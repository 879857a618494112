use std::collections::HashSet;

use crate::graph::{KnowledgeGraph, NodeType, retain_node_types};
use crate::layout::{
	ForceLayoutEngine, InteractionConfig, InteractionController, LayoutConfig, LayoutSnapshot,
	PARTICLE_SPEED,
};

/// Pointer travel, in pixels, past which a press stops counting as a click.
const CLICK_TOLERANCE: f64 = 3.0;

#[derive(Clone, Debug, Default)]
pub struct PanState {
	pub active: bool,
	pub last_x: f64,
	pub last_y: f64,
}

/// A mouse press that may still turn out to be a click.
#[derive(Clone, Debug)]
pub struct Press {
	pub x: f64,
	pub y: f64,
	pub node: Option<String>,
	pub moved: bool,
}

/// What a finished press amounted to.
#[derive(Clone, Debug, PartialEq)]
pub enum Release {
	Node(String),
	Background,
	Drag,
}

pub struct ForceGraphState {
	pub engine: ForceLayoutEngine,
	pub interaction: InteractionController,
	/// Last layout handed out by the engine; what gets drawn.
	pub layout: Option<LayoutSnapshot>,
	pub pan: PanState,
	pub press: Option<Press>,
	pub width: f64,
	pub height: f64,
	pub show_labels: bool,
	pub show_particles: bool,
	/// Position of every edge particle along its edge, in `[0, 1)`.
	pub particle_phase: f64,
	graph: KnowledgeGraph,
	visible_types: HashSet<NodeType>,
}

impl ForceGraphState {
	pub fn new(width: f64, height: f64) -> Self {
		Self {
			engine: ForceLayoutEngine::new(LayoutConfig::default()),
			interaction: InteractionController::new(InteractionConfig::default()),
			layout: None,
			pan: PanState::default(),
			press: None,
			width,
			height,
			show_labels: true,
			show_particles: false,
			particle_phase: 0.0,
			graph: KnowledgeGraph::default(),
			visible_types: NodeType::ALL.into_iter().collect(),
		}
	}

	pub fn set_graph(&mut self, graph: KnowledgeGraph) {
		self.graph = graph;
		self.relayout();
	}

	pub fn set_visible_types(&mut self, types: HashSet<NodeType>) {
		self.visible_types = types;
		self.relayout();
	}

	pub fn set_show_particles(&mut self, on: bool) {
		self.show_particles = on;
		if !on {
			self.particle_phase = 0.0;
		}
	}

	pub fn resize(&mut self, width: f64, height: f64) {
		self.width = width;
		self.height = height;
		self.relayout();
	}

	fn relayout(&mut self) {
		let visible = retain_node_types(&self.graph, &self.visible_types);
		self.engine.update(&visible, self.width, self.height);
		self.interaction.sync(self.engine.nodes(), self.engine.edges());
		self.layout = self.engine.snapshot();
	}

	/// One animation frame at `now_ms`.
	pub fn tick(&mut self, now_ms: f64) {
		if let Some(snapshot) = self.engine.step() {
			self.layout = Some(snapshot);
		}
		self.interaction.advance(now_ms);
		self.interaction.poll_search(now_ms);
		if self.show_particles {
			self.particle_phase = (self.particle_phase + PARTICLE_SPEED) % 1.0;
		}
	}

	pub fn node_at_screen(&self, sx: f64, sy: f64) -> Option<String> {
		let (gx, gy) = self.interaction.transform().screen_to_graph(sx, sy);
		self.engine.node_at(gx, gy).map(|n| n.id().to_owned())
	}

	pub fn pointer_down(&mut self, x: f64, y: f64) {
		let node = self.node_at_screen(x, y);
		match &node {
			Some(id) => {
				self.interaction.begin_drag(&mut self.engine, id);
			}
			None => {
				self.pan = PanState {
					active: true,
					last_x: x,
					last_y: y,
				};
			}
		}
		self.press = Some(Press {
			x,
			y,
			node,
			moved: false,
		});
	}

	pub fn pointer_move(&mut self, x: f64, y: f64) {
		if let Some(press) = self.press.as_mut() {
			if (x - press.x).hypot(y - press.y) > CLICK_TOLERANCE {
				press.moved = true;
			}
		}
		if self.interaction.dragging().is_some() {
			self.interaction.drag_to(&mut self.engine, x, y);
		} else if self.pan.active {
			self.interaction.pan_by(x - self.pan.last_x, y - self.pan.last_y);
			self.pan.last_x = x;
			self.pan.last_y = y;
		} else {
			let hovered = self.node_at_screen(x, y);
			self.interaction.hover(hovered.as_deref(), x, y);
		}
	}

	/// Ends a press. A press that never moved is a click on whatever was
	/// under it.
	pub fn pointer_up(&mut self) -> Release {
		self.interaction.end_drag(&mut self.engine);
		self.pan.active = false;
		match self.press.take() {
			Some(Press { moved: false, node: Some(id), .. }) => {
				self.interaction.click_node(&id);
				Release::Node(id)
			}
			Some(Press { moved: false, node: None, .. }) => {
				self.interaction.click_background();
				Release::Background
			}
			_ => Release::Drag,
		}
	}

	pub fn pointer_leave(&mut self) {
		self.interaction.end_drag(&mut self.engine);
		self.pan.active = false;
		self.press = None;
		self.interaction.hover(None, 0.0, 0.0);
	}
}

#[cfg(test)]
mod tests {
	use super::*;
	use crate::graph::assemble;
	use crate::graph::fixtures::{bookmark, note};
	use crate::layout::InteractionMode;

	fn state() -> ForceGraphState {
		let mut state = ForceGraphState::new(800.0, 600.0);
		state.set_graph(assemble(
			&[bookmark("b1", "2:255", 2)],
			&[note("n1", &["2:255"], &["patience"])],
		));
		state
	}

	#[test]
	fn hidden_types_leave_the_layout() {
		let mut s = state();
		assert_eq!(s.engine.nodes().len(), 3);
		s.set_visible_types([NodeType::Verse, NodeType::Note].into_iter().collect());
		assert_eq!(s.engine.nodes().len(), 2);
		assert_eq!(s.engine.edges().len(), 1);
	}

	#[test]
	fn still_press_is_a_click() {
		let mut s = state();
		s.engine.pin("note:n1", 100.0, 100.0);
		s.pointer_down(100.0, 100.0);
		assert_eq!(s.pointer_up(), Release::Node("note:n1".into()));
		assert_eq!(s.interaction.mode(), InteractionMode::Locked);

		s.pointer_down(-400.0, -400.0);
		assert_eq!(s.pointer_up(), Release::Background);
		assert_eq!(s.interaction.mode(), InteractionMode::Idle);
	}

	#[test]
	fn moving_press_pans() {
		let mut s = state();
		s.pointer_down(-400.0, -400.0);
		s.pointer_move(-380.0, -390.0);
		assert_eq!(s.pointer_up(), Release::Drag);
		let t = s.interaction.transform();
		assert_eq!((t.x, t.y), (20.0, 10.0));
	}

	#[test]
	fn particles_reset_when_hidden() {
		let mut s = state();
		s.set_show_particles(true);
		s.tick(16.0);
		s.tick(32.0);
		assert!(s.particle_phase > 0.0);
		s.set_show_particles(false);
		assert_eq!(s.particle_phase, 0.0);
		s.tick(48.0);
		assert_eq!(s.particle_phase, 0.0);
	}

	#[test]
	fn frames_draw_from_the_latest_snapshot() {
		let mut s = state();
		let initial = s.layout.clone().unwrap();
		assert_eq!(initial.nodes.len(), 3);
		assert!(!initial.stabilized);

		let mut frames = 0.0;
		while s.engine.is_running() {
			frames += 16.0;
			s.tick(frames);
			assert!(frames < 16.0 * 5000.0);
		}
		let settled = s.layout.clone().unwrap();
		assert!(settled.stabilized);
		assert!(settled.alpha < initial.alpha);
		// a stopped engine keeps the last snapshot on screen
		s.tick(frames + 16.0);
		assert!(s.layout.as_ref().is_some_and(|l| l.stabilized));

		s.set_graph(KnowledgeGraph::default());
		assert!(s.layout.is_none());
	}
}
---
TASK REQUIREMENTS:
Wherever the word "struct" appears in a line of the records, count that line. Say how many there are, with no other words.

ANSWER FOR THE TASK:
3